TASK BRIEF:
Retype everything in the listing, leaving each line exactly as it is.

RECORDS SHOWN:
pub mod config;
pub mod domain;
pub mod errors;
pub mod time;
pub mod token;
pub mod totp;

pub use domain::calendar::{Calendar, ExternalCalendar, ExternalCalendarId};
pub use domain::event::{Event, EventChanges, EventDraft, EventId};
pub use domain::kanban::{KanbanBoard, KanbanColumn, KanbanGroup, KanbanItem};
pub use domain::user::{SessionToken, User};
pub use errors::{DomainError, ErrorKind, HandlerError};
pub use time::{DateParser, Timezone};
pub use token::{LoginClaims, LoginTokenSigner, TokenError};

OUTPUT BELOW:
pub mod config;
pub mod domain;
pub mod errors;
pub mod time;
pub mod token;
pub mod totp;

pub use domain::calendar::{Calendar, ExternalCalendar, ExternalCalendarId};
pub use domain::event::{Event, EventChanges, EventDraft, EventId};
pub use domain::kanban::{KanbanBoard, KanbanColumn, KanbanGroup, KanbanItem};
pub use domain::user::{SessionToken, User};
pub use errors::{DomainError, ErrorKind, HandlerError};
pub use time::{DateParser, Timezone};
pub use token::{LoginClaims, LoginTokenSigner, TokenError};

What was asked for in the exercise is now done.